━━━━━ Source material ━━━━━
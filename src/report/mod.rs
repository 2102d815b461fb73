//! Out-of-sample evaluation: predictions and forecast-accuracy metrics.

pub mod format;

use crate::data::table::DataTable;
use crate::domain::{AccuracyReport, FittedModel};
use crate::error::AppError;
use crate::fit::model::predict_rows;

/// One evaluated row.
#[derive(Debug, Clone)]
pub struct PredictionPoint {
    pub predicted: f64,
    pub actual: f64,
    /// `actual - predicted` (what the model missed).
    pub residual: f64,
}

/// Apply `model` to every row of `eval_set` and compute the accuracy report.
///
/// Fails with `EmptyEvaluationSet` on zero rows and `SchemaMismatch` if the
/// response or any required predictor column is absent.
pub fn evaluate(model: &FittedModel, eval_set: &DataTable) -> Result<AccuracyReport, AppError> {
    if eval_set.n_rows() == 0 {
        return Err(AppError::empty_evaluation_set(format!(
            "{}: evaluation set has zero rows.",
            model.formula
        )));
    }

    let predicted = predict_rows(model, eval_set)?;
    let actual = eval_set.column(&model.formula.response).ok_or_else(|| {
        AppError::schema_mismatch(format!(
            "Response column `{}` is absent from the evaluation set.",
            model.formula.response
        ))
    })?;

    accuracy(&predicted, actual)
}

/// Per-row predictions for plotting and exports.
pub fn compute_predictions(
    model: &FittedModel,
    eval_set: &DataTable,
) -> Result<Vec<PredictionPoint>, AppError> {
    let predicted = predict_rows(model, eval_set)?;
    let actual = eval_set.column(&model.formula.response).ok_or_else(|| {
        AppError::schema_mismatch(format!(
            "Response column `{}` is absent from the evaluation set.",
            model.formula.response
        ))
    })?;

    Ok(predicted
        .into_iter()
        .zip(actual)
        .map(|(p, &a)| PredictionPoint {
            predicted: p,
            actual: a,
            residual: a - p,
        })
        .collect())
}

/// The five standard metrics over equal-length (predicted, actual) sequences.
///
/// Error convention: `e_i = predicted_i - actual_i`. MPE and MAPE divide by
/// the actual value, so they are only meaningful when actuals are nonzero
/// (the pipeline filters zero-popularity tracks upstream).
pub fn accuracy(predicted: &[f64], actual: &[f64]) -> Result<AccuracyReport, AppError> {
    if predicted.len() != actual.len() {
        return Err(AppError::internal(format!(
            "Accuracy over mismatched lengths: {} predicted vs {} actual.",
            predicted.len(),
            actual.len()
        )));
    }
    let n = predicted.len();
    if n == 0 {
        return Err(AppError::empty_evaluation_set(
            "Accuracy over zero (predicted, actual) pairs.",
        ));
    }

    let n_f = n as f64;
    let mut sum_e = 0.0;
    let mut sum_sq = 0.0;
    let mut sum_abs = 0.0;
    let mut sum_pe = 0.0;
    let mut sum_ape = 0.0;
    for (&p, &a) in predicted.iter().zip(actual) {
        let e = p - a;
        sum_e += e;
        sum_sq += e * e;
        sum_abs += e.abs();
        sum_pe += e / a;
        sum_ape += (e / a).abs();
    }

    Ok(AccuracyReport {
        n,
        me: sum_e / n_f,
        rmse: (sum_sq / n_f).sqrt(),
        mae: sum_abs / n_f,
        mpe: 100.0 * sum_pe / n_f,
        mape: 100.0 * sum_ape / n_f,
    })
}

#[cfg(test)]
mod tests {
    use super::*;
    use crate::domain::Formula;
    use crate::error::ErrorKind;
    use crate::fit::model::fit;

    #[test]
    fn accuracy_worked_example() {
        let predicted = [10.0, 20.0, 30.0];
        let actual = [12.0, 18.0, 33.0];
        let report = accuracy(&predicted, &actual).unwrap();

        assert_eq!(report.n, 3);
        assert!((report.me - (-1.0)).abs() < 1e-12);
        assert!((report.rmse - (17.0f64 / 3.0).sqrt()).abs() < 1e-12);
        assert!((report.mae - 7.0 / 3.0).abs() < 1e-12);
        // MPE: 100 * mean(-2/12, 2/18, -3/33)
        let mpe = 100.0 * (-2.0 / 12.0 + 2.0 / 18.0 - 3.0 / 33.0) / 3.0;
        assert!((report.mpe - mpe).abs() < 1e-9);
        let mape = 100.0 * (2.0 / 12.0 + 2.0 / 18.0 + 3.0 / 33.0) / 3.0;
        assert!((report.mape - mape).abs() < 1e-9);
    }

    #[test]
    fn perfect_predictions_zero_out_every_metric() {
        let v = [5.0, 10.0, 15.0];
        let report = accuracy(&v, &v).unwrap();
        assert_eq!(report.me, 0.0);
        assert_eq!(report.rmse, 0.0);
        assert_eq!(report.mae, 0.0);
        assert_eq!(report.mape, 0.0);
    }

    #[test]
    fn empty_pairs_are_rejected() {
        let err = accuracy(&[], &[]).unwrap_err();
        assert_eq!(err.kind(), ErrorKind::EmptyEvaluationSet);
    }

    fn trained_model() -> FittedModel {
        let table = DataTable::from_columns(vec![
            ("tempo".to_string(), vec![0.0, 1.0, 2.0, 3.0]),
            ("popularity".to_string(), vec![1.0, 3.0, 5.0, 7.0]),
        ])
        .unwrap();
        fit(&table, &Formula::new("popularity", vec!["tempo".into()])).unwrap()
    }

    #[test]
    fn evaluate_empty_set_fails() {
        let model = trained_model();
        let empty = DataTable::from_columns(vec![
            ("tempo".to_string(), vec![]),
            ("popularity".to_string(), vec![]),
        ])
        .unwrap();
        let err = evaluate(&model, &empty).unwrap_err();
        assert_eq!(err.kind(), ErrorKind::EmptyEvaluationSet);
    }

    #[test]
    fn evaluate_missing_predictor_is_schema_mismatch() {
        let model = trained_model();
        let eval = DataTable::from_columns(vec![(
            "popularity".to_string(),
            vec![1.0, 2.0],
        )])
        .unwrap();
        let err = evaluate(&model, &eval).unwrap_err();
        assert_eq!(err.kind(), ErrorKind::SchemaMismatch);
        assert!(err.to_string().contains("tempo"));
    }

    #[test]
    fn evaluate_exact_model_on_exact_data() {
        let model = trained_model();
        let eval = DataTable::from_columns(vec![
            ("tempo".to_string(), vec![4.0, 5.0]),
            ("popularity".to_string(), vec![9.0, 11.0]),
        ])
        .unwrap();
        let report = evaluate(&model, &eval).unwrap();
        assert!(report.rmse < 1e-9);
    }

    #[test]
    fn prediction_points_carry_residuals() {
        let model = trained_model();
        let eval = DataTable::from_columns(vec![
            ("tempo".to_string(), vec![4.0]),
            ("popularity".to_string(), vec![10.0]),
        ])
        .unwrap();
        let points = compute_predictions(&model, &eval).unwrap();
        assert_eq!(points.len(), 1);
        assert!((points[0].predicted - 9.0).abs() < 1e-9);
        assert!((points[0].residual - 1.0).abs() < 1e-9);
    }
}
//! Variable selection over a fixed predictor universe.
//!
//! Four policies, all operating on a training table:
//!
//! - exhaustive: best subset per size by RSS, best size by adjusted R²
//! - forward: greedy additions from the intercept-only model
//! - backward: greedy removals from the full model
//! - stepwise: removals and re-additions from the full model, with a cycle
//!   guard on revisited predictor sets
//!
//! Selection rules:
//! 1. Exhaustive ties in adjusted R² go to the smaller subset (the size loop
//!    ascends and only a strict improvement replaces the incumbent).
//! 2. Stepwise moves must strictly lower the information criterion; the
//!    first-listed candidate wins ties (strict `<` during the scan).
//! 3. Subsets the solver rejects (collinear dummies) are skipped, not fatal;
//!    a policy fails only when nothing at all can be fitted.

use std::cmp::Ordering;
use std::collections::HashSet;

use rayon::prelude::*;

use crate::data::table::DataTable;
use crate::domain::{
    Criterion, Formula, SelectionPolicy, SelectionResult, SelectionStep, StepAction,
};
use crate::error::AppError;
use crate::fit::model::fit;

/// Information criterion for a fitted subset: `n·ln(RSS/n) + penalty·k`,
/// where `k` counts estimated parameters (predictors + intercept).
pub fn criterion_score(n: usize, rss: f64, n_params: usize, criterion: Criterion) -> f64 {
    let n_f = n as f64;
    let rss_per = (rss / n_f).max(1e-12);
    n_f * rss_per.ln() + criterion.penalty(n) * n_params as f64
}

/// Exhaustive best-subset search.
///
/// For each size `k = 1..=min(nvmax, p)` the lowest-RSS subset of size `k` is
/// found (parallel scan over all combinations); across sizes the subset with
/// the highest adjusted R² wins, smaller `k` on ties.
pub fn exhaustive(
    table: &DataTable,
    response: &str,
    universe: &[String],
    nvmax: usize,
) -> Result<SelectionResult, AppError> {
    check_universe(table, response, universe)?;
    let kmax = nvmax.min(universe.len()).max(1);

    let mut steps = Vec::new();
    let mut best: Option<(Vec<String>, f64)> = None;

    for k in 1..=kmax {
        let combos = combinations(universe.len(), k);

        // Lowest RSS of size k; ties break to the earliest combination so the
        // scan stays deterministic under rayon's reduction order.
        let size_best = combos
            .par_iter()
            .enumerate()
            .filter_map(|(i, combo)| {
                let predictors: Vec<String> =
                    combo.iter().map(|&j| universe[j].clone()).collect();
                fit(table, &Formula::new(response, predictors))
                    .ok()
                    .map(|m| (i, m))
            })
            .min_by(|a, b| {
                a.1.rss
                    .partial_cmp(&b.1.rss)
                    .unwrap_or(Ordering::Equal)
                    .then(a.0.cmp(&b.0))
            });

        let Some((_, model)) = size_best else {
            continue; // every subset of this size was unfit-able
        };

        steps.push(SelectionStep {
            action: StepAction::Size,
            term: model.formula.predictors.join(" + "),
            score: model.adj_r_squared,
        });

        if model.adj_r_squared.is_finite() {
            let improves = match &best {
                None => true,
                Some((_, incumbent)) => model.adj_r_squared > *incumbent,
            };
            if improves {
                best = Some((model.formula.predictors.clone(), model.adj_r_squared));
            }
        }
    }

    let (predictors, score) = best.ok_or_else(|| {
        AppError::fit("Exhaustive search could not fit any predictor subset.")
    })?;

    Ok(SelectionResult {
        policy: SelectionPolicy::Exhaustive,
        formula: Formula::new(response, predictors),
        score,
        steps,
    })
}

/// Forward stepwise selection from the intercept-only model.
pub fn forward(
    table: &DataTable,
    response: &str,
    universe: &[String],
    criterion: Criterion,
) -> Result<SelectionResult, AppError> {
    check_universe(table, response, universe)?;
    let n = table.n_rows();

    let base = fit(table, &Formula::intercept_only(response))?;
    let mut current: Vec<String> = Vec::new();
    let mut current_score = criterion_score(n, base.rss, 1, criterion);
    let mut steps = Vec::new();

    loop {
        let mut best_move: Option<(usize, f64)> = None;
        for (i, cand) in universe.iter().enumerate() {
            if current.contains(cand) {
                continue;
            }
            let mut trial = current.clone();
            trial.push(cand.clone());
            let Ok(model) = fit(table, &Formula::new(response, trial)) else {
                continue;
            };
            let score = criterion_score(n, model.rss, model.coefficients.len() + 1, criterion);
            if best_move.is_none_or(|(_, s)| score < s) {
                best_move = Some((i, score));
            }
        }

        match best_move {
            Some((i, score)) if score < current_score => {
                current.push(universe[i].clone());
                current_score = score;
                steps.push(SelectionStep {
                    action: StepAction::Add,
                    term: universe[i].clone(),
                    score,
                });
            }
            _ => break,
        }
    }

    Ok(SelectionResult {
        policy: SelectionPolicy::Forward,
        formula: Formula::new(response, current),
        score: current_score,
        steps,
    })
}

/// Backward elimination from the full model.
pub fn backward(
    table: &DataTable,
    response: &str,
    universe: &[String],
    criterion: Criterion,
) -> Result<SelectionResult, AppError> {
    check_universe(table, response, universe)?;
    let n = table.n_rows();

    let full = fit(table, &Formula::new(response, universe.to_vec()))?;
    let mut current: Vec<String> = universe.to_vec();
    let mut current_score = criterion_score(n, full.rss, current.len() + 1, criterion);
    let mut steps = Vec::new();

    loop {
        let mut best_move: Option<(usize, f64)> = None;
        for i in 0..current.len() {
            let mut trial = current.clone();
            trial.remove(i);
            let Ok(model) = fit(table, &Formula::new(response, trial)) else {
                continue;
            };
            let score = criterion_score(n, model.rss, model.coefficients.len() + 1, criterion);
            if best_move.is_none_or(|(_, s)| score < s) {
                best_move = Some((i, score));
            }
        }

        match best_move {
            Some((i, score)) if score < current_score => {
                let dropped = current.remove(i);
                current_score = score;
                steps.push(SelectionStep {
                    action: StepAction::Drop,
                    term: dropped,
                    score,
                });
            }
            _ => break,
        }
    }

    Ok(SelectionResult {
        policy: SelectionPolicy::Backward,
        formula: Formula::new(response, current),
        score: current_score,
        steps,
    })
}

/// Both-direction stepwise selection from the full model.
///
/// Each step considers every single-predictor removal and every re-addition
/// of a previously removed predictor; removals are scanned first, so they win
/// exact ties. A move into an already-visited predictor set is a fatal
/// `SelectionCycle` error: strict descent makes a revisit impossible in exact
/// arithmetic, so reaching one means the criterion comparison has gone bad
/// and looping must be flagged rather than continued.
pub fn stepwise(
    table: &DataTable,
    response: &str,
    universe: &[String],
    criterion: Criterion,
) -> Result<SelectionResult, AppError> {
    check_universe(table, response, universe)?;
    let n = table.n_rows();

    let full = fit(table, &Formula::new(response, universe.to_vec()))?;
    let mut current: Vec<String> = universe.to_vec();
    let mut current_score = criterion_score(n, full.rss, current.len() + 1, criterion);

    let mut visited: HashSet<Vec<String>> = HashSet::new();
    visited.insert(sorted_key(&current));
    let mut steps = Vec::new();

    loop {
        let mut best_move: Option<(StepAction, usize, f64)> = None;

        for i in 0..current.len() {
            let mut trial = current.clone();
            trial.remove(i);
            let Ok(model) = fit(table, &Formula::new(response, trial)) else {
                continue;
            };
            let score = criterion_score(n, model.rss, model.coefficients.len() + 1, criterion);
            if best_move.is_none_or(|(_, _, s)| score < s) {
                best_move = Some((StepAction::Drop, i, score));
            }
        }

        for (j, cand) in universe.iter().enumerate() {
            if current.contains(cand) {
                continue;
            }
            let mut trial = current.clone();
            trial.push(cand.clone());
            let Ok(model) = fit(table, &Formula::new(response, trial)) else {
                continue;
            };
            let score = criterion_score(n, model.rss, model.coefficients.len() + 1, criterion);
            if best_move.is_none_or(|(_, _, s)| score < s) {
                best_move = Some((StepAction::Add, j, score));
            }
        }

        match best_move {
            Some((action, idx, score)) if score < current_score => {
                let term = match action {
                    StepAction::Drop => current.remove(idx),
                    StepAction::Add => {
                        current.push(universe[idx].clone());
                        universe[idx].clone()
                    }
                    StepAction::Size => unreachable!("stepwise never records sizes"),
                };

                if !visited.insert(sorted_key(&current)) {
                    return Err(AppError::selection_cycle(format!(
                        "Stepwise selection revisited predictor set {{{}}}.",
                        current.join(", ")
                    )));
                }

                current_score = score;
                steps.push(SelectionStep { action, term, score });
            }
            _ => break,
        }
    }

    Ok(SelectionResult {
        policy: SelectionPolicy::Stepwise,
        formula: Formula::new(response, current),
        score: current_score,
        steps,
    })
}

/// The trivial "selection": every predictor in the universe.
pub fn full(
    table: &DataTable,
    response: &str,
    universe: &[String],
    criterion: Criterion,
) -> Result<SelectionResult, AppError> {
    check_universe(table, response, universe)?;
    let model = fit(table, &Formula::new(response, universe.to_vec()))?;
    let score = criterion_score(
        table.n_rows(),
        model.rss,
        model.coefficients.len() + 1,
        criterion,
    );

    Ok(SelectionResult {
        policy: SelectionPolicy::Full,
        formula: model.formula,
        score,
        steps: Vec::new(),
    })
}

fn check_universe(table: &DataTable, response: &str, universe: &[String]) -> Result<(), AppError> {
    if universe.is_empty() {
        return Err(AppError::config("Predictor universe is empty."));
    }
    // Missing columns are a schema problem, not a skippable bad subset.
    if !table.has_column(response) {
        return Err(AppError::schema_mismatch(format!(
            "Response column `{response}` is absent from the training set."
        )));
    }
    table.columns_for(universe).map(|_| ())
}

fn sorted_key(predictors: &[String]) -> Vec<String> {
    let mut key = predictors.to_vec();
    key.sort_unstable();
    key
}

/// All k-element index combinations of `0..n`, lexicographic.
fn combinations(n: usize, k: usize) -> Vec<Vec<usize>> {
    if k == 0 || k > n {
        return Vec::new();
    }

    let mut out = Vec::new();
    let mut idx: Vec<usize> = (0..k).collect();
    loop {
        out.push(idx.clone());

        // Advance the rightmost position that has room.
        let mut i = k;
        let advanced = loop {
            if i == 0 {
                break false;
            }
            i -= 1;
            if idx[i] < i + n - k {
                idx[i] += 1;
                for j in i + 1..k {
                    idx[j] = idx[j - 1] + 1;
                }
                break true;
            }
        };
        if !advanced {
            return out;
        }
    }
}
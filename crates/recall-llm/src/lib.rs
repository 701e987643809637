pub mod auth;
pub mod error;
pub mod provider;
pub mod providers;
pub mod transformer;

// Re-export core types
pub use auth::{Authenticator, BearerAuth, NoAuth};
pub use error::{ConversionError, LLMError, Result};
pub use provider::{AuthConfig, BaseProvider, LLMProvider, ProviderConfig};
pub use providers::OpenAiProvider;
pub use transformer::{OpenAiTransformer, SchemaTransformer};
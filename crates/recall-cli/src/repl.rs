//! 交互式聊天循环

use std::io::{self, Write};

use colored::Colorize;
use recall_chat::ChatEngine;
use recall_config::Config;
use tracing::warn;

use crate::{display_count, print_message};

const DEFAULT_SEARCH_LIMIT: usize = 5;

#[derive(Debug, PartialEq, Eq)]
enum ReplCommand<'a> {
    Say(&'a str),
    Count,
    History,
    Search(&'a str),
    Clear,
    Reset,
    Help,
    Quit,
    Unknown(&'a str),
    Empty,
}

impl<'a> ReplCommand<'a> {
    fn parse(input: &'a str) -> Self {
        let input = input.trim();
        if input.is_empty() {
            return Self::Empty;
        }
        if input.eq_ignore_ascii_case("exit") || input.eq_ignore_ascii_case("quit") {
            return Self::Quit;
        }
        let Some(rest) = input.strip_prefix('/') else {
            return Self::Say(input);
        };

        let (name, arg) = match rest.split_once(char::is_whitespace) {
            Some((name, arg)) => (name, arg.trim()),
            None => (rest, ""),
        };
        match name {
            "count" => Self::Count,
            "history" => Self::History,
            "search" => Self::Search(arg),
            "clear" => Self::Clear,
            "reset" => Self::Reset,
            "help" => Self::Help,
            "quit" | "exit" => Self::Quit,
            _ => Self::Unknown(name),
        }
    }
}

pub async fn run(engine: &ChatEngine, session_id: &str, config: &Config) -> anyhow::Result<()> {
    println!("{}", "🧠 Recall Interactive Chat".cyan().bold());
    println!("{}", format!("Session ID: {}", session_id).dimmed());
    println!(
        "{}",
        format!(
            "Model: {} · Store: {} · TTL: {}",
            engine.model(),
            config.store.backend,
            match config.store.default_ttl_hours {
                0 => "never expires".to_string(),
                hours => format!("{}h", hours),
            }
        )
        .dimmed()
    );
    println!("{}", "Type /help for commands, 'exit' or 'quit' to leave".dimmed());
    // Messages this terminal has shown since start or the last /reset
    let mut ui_messages: usize = 0;
    print_count(engine, session_id, ui_messages).await;
    println!();

    loop {
        print!("{} ", "You:".cyan().bold());
        io::stdout().flush()?;

        let mut input = String::new();
        if io::stdin().read_line(&mut input)? == 0 {
            println!();
            break;
        }

        match ReplCommand::parse(&input) {
            ReplCommand::Empty => continue,
            ReplCommand::Quit => {
                println!("{}", "👋 Goodbye!".cyan());
                break;
            }
            ReplCommand::Say(message) => match engine.chat_turn(message, session_id).await {
                Ok(turn) => {
                    println!("{} {}", "Assistant:".green().bold(), turn.reply);
                    println!(
                        "{}",
                        format!("[messages stored: {}]", display_count(turn.message_count))
                            .dimmed()
                    );
                    ui_messages += 2;
                }
                Err(e) => {
                    println!("{}", format!("❌ Error: {}", e).red());
                    if e.is_transient() {
                        println!("{}", "Nothing was saved; send the message again to retry".dimmed());
                    }
                }
            },
            ReplCommand::Count => print_count(engine, session_id, ui_messages).await,
            ReplCommand::History => match engine.get_history(session_id).await {
                Ok(history) if history.is_empty() => {
                    println!("{}", "No stored messages".dimmed())
                }
                Ok(history) => history.iter().for_each(print_message),
                Err(e) => println!("{}", format!("❌ Error: {}", e).red()),
            },
            ReplCommand::Search("") => println!("{}", "Usage: /search <query>".yellow()),
            ReplCommand::Search(query) => {
                match engine
                    .search_history(session_id, query, DEFAULT_SEARCH_LIMIT)
                    .await
                {
                    Ok(None) => println!(
                        "{}",
                        "⚠️  Search is not supported by this store".yellow()
                    ),
                    Ok(Some(found)) if found.is_empty() => {
                        println!("{}", format!("No messages mention {:?}", query).dimmed())
                    }
                    Ok(Some(found)) => found.iter().for_each(print_message),
                    Err(e) => println!("{}", format!("❌ Error: {}", e).red()),
                }
            }
            ReplCommand::Clear => match engine.clear_session(session_id).await {
                Ok(()) => println!("{}", "🧹 Session history cleared".green()),
                Err(e) => println!("{}", format!("❌ Error: {}", e).red()),
            },
            ReplCommand::Reset => {
                if let Err(e) = engine.clear_session(session_id).await {
                    warn!(error = %e, "Could not clear stored history during reset");
                }
                ui_messages = 0;
                println!("{}", "🔄 Conversation reset".green());
            }
            ReplCommand::Help => print_help(),
            ReplCommand::Unknown(name) => {
                println!("{}", format!("Unknown command /{} (try /help)", name).yellow())
            }
        }
        println!();
    }

    if ui_messages > 0 {
        println!(
            "{}",
            format!("{} messages exchanged this run", ui_messages).dimmed()
        );
    }
    Ok(())
}

async fn print_count(engine: &ChatEngine, session_id: &str, ui_messages: usize) {
    let count = match engine.get_message_count(session_id).await {
        Ok(count) => Some(count),
        Err(e) => {
            warn!(error = %e, "Message count unavailable");
            None
        }
    };
    println!("{}", count_line(count, ui_messages).dimmed());
}

fn count_line(stored: Option<u64>, ui_messages: usize) -> String {
    format!(
        "Messages in memory: {} · UI messages: {}",
        display_count(stored),
        ui_messages
    )
}

fn print_help() {
    println!("{}", "Commands:".cyan().bold());
    println!("  /count           stored messages and messages shown here");
    println!("  /history         show the stored conversation");
    println!("  /search <query>  find messages mentioning <query>");
    println!("  /clear           delete this session's history");
    println!("  /reset           clear history and start over");
    println!("  /quit            leave");
}

#[cfg(test)]
mod tests {
    use super::*;

    #[test]
    fn test_parse_plain_message() {
        assert_eq!(ReplCommand::parse("  hello there \n"), ReplCommand::Say("hello there"));
        assert_eq!(ReplCommand::parse("\n"), ReplCommand::Empty);
    }

    #[test]
    fn test_parse_slash_commands() {
        assert_eq!(ReplCommand::parse("/count"), ReplCommand::Count);
        assert_eq!(ReplCommand::parse("/history"), ReplCommand::History);
        assert_eq!(ReplCommand::parse("/search  python tips "), ReplCommand::Search("python tips"));
        assert_eq!(ReplCommand::parse("/search"), ReplCommand::Search(""));
        assert_eq!(ReplCommand::parse("/clear"), ReplCommand::Clear);
        assert_eq!(ReplCommand::parse("/reset"), ReplCommand::Reset);
        assert_eq!(ReplCommand::parse("/nope"), ReplCommand::Unknown("nope"));
    }

    #[test]
    fn test_count_line_shows_both_counts() {
        assert_eq!(count_line(Some(6), 2), "Messages in memory: 6 · UI messages: 2");
        assert_eq!(count_line(None, 0), "Messages in memory: N/A · UI messages: 0");
    }

    #[test]
    fn test_parse_quit() {
        assert_eq!(ReplCommand::parse("exit"), ReplCommand::Quit);
        assert_eq!(ReplCommand::parse("QUIT"), ReplCommand::Quit);
        assert_eq!(ReplCommand::parse("/quit"), ReplCommand::Quit);
    }
}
━━━━━
- What you have to do
The answer should consist of every line above in which "transformer" appears.

- The completed task
pub mod transformer;
pub use transformer::{OpenAiTransformer, SchemaTransformer};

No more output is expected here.